Now, meth gets to Polk County from Mexico, and deputies Grimm and Vitalis say the drug has never been more pure or cheap to buy -- 80 percent less than just a few years ago.

"You can almost feel a collective sigh of relief on a street when something like this happens," Vitalis said.

In this case, they caught Brice Wallace dealing meth in Clear Lake, selling to more than 20 people in the town of barely a thousand.

"It's pretty overwhelming when you look at the impact of that small community," Vitalis said.

In April, Cole Ronningen received a 13-year prison sentence.

His is the steepest sentence to date after Wisconsin's Attorney General picked an assistant last year to prosecute such cases, hoping to send a stronger message to meth dealers in the northwest part of the state.

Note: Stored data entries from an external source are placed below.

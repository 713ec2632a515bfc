// ============================================
// File: crates/iplink/src/main.rs
// ============================================
//! # IpLink Entry Point
//!
//! ## Creation Reason
//! Binary entry point for the serial IP bridge: CLI parsing, configuration
//! assembly, logging setup, and engine launch.
//!
//! ## Usage
//! ```bash
//! # Everything on the command line
//! iplink --uart /dev/ttyUSB0 --baud 921600 --ifname uart0 \
//!        --addr 10.101.0.1/30 --updown true
//!
//! # Or from a file, with selective overrides
//! iplink --config /etc/iplink.toml --verbose true
//!
//! # Show the effective configuration
//! iplink --config /etc/iplink.toml --dump
//! ```
//!
//! ## ⚠️ Important Note for Next Developer
//! - Requires root or CAP_NET_ADMIN for TUN creation
//! - Exit code 0 on clean signal shutdown, 1 on any fatal error
//!
//! ## Last Modified
//! v0.1.0 - Initial CLI implementation

use std::path::PathBuf;
use std::process::ExitCode;

use clap::Parser;
use tracing::{error, warn};
use tracing_subscriber::{fmt, prelude::*, EnvFilter};

use iplink::config::{Config, LinkAddr};

// ============================================
// CLI Definition
// ============================================

/// Bridge IP datagrams between a TUN interface and a serial link.
///
/// Every option can also be set in a TOML configuration file; command-line
/// values override the file.
#[derive(Parser, Debug)]
#[command(name = "iplink")]
#[command(version, about, long_about = None)]
struct Cli {
    /// Path to a TOML configuration file
    #[arg(short, long)]
    config: Option<PathBuf>,

    /// Print the effective configuration as TOML and exit
    #[arg(long)]
    dump: bool,

    /// Serial device path
    #[arg(long)]
    uart: Option<PathBuf>,

    /// Serial baud rate (POSIX standard rates)
    #[arg(long)]
    baud: Option<u32>,

    /// TUN interface name
    #[arg(long)]
    ifname: Option<String>,

    /// Interface MTU
    #[arg(long)]
    mtu: Option<u16>,

    /// Local IP address with prefix length (e.g. 10.101.0.1/30)
    #[arg(long)]
    addr: Option<LinkAddr>,

    /// Keep-alive interval in milliseconds; 0 disables keep-alives
    #[arg(long)]
    keepalive_interval: Option<u64>,

    /// Missed keep-alive intervals before the peer is assumed gone
    #[arg(long)]
    keepalive_limit: Option<u32>,

    /// Bring the TUN interface up/down with peer liveness
    #[arg(long)]
    updown: Option<bool>,

    /// Print a throughput meter to stderr
    #[arg(long)]
    meter: Option<bool>,

    /// Enable wire-level hexdump logging
    #[arg(long)]
    verbose: Option<bool>,
}

/// Merges command-line overrides into a loaded configuration.
fn apply_overrides(config: &mut Config, cli: &Cli) {
    if let Some(uart) = &cli.uart {
        config.uart.clone_from(uart);
    }
    if let Some(baud) = cli.baud {
        config.baud = baud;
    }
    if let Some(ifname) = &cli.ifname {
        config.ifname.clone_from(ifname);
    }
    if let Some(mtu) = cli.mtu {
        config.mtu = mtu;
    }
    if let Some(addr) = cli.addr {
        config.addr = addr;
    }
    if let Some(interval) = cli.keepalive_interval {
        config.keepalive_interval = interval;
    }
    if let Some(limit) = cli.keepalive_limit {
        config.keepalive_limit = limit;
    }
    if let Some(updown) = cli.updown {
        config.updown = updown;
    }
    if let Some(meter) = cli.meter {
        config.meter = meter;
    }
    if let Some(verbose) = cli.verbose {
        config.verbose = verbose;
    }
}

/// Loads the configuration file (if any) and applies CLI overrides.
async fn build_config(cli: &Cli) -> anyhow::Result<Config> {
    let mut config = match &cli.config {
        Some(path) => Config::load(path).await?,
        None => Config::default(),
    };
    apply_overrides(&mut config, cli);
    config.validate()?;
    Ok(config)
}

// ============================================
// Main
// ============================================

#[tokio::main(flavor = "current_thread")]
async fn main() -> ExitCode {
    let cli = Cli::parse();

    let config = match build_config(&cli).await {
        Ok(config) => config,
        Err(e) => {
            eprintln!("iplink: {e}");
            return ExitCode::FAILURE;
        }
    };

    if cli.dump {
        print!("{}", config.to_toml());
        return ExitCode::SUCCESS;
    }

    init_logging(if config.verbose { "debug" } else { "info" });

    // TUN creation needs CAP_NET_ADMIN; give a heads-up before the open
    // fails with a less obvious error.
    if unsafe { libc::geteuid() } != 0 {
        warn!("Not running as root; TUN setup requires CAP_NET_ADMIN");
    }

    match run(config).await {
        Ok(()) => ExitCode::SUCCESS,
        Err(e) => {
            error!("{e}");
            ExitCode::FAILURE
        }
    }
}

/// Initializes the tracing subscriber.
fn init_logging(level: &str) {
    let filter = EnvFilter::try_from_default_env().unwrap_or_else(|_| EnvFilter::new(level));

    tracing_subscriber::registry()
        .with(fmt::layer().with_target(false))
        .with(filter)
        .try_init()
        .ok();
}

/// Opens both devices and runs the engine until shutdown.
#[cfg(target_os = "linux")]
async fn run(config: Config) -> anyhow::Result<()> {
    use iplink::engine::LinkEngine;
    use iplink::signals::Signals;
    use iplink_transport::serial::SerialPort;
    use iplink_transport::traits::TunOptions;
    use iplink_transport::tun::LinuxTun;

    let uart = SerialPort::open(&config.uart, config.baud)?;
    let tun = LinuxTun::create(
        TunOptions::new(&config.ifname)
            .with_address(config.addr.address())
            .with_netmask(config.addr.netmask())
            .with_mtu(config.mtu),
    )?;
    let signals = Signals::new()?;

    let mut engine = LinkEngine::new(config, uart, tun, signals);
    engine.run().await?;
    Ok(())
}

#[cfg(not(target_os = "linux"))]
async fn run(_config: Config) -> anyhow::Result<()> {
    anyhow::bail!("iplink requires Linux (no TUN support on this platform)")
}

// ============================================
// Tests
// ============================================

"We're giving him every case that he'll take," Grimm said.

Investigators believe this has only been allowed to fester in the shadows of the opioid crisis -- all while this addiction is proving more destructive to a way of life in western Wisconsin.

"One way or another, we have to solve it," Grimm said.

In addition to steeper prison sentences, deputies would like to see more of a crackdown along the Mexico border. They say it's no secret where the drug is coming from, and the only way it stops is if the flow of the drug stops.

They say border security has turned into a political hot=button issue tied to the immigration debate -- but they say the meth epidemic has nothing to do with that.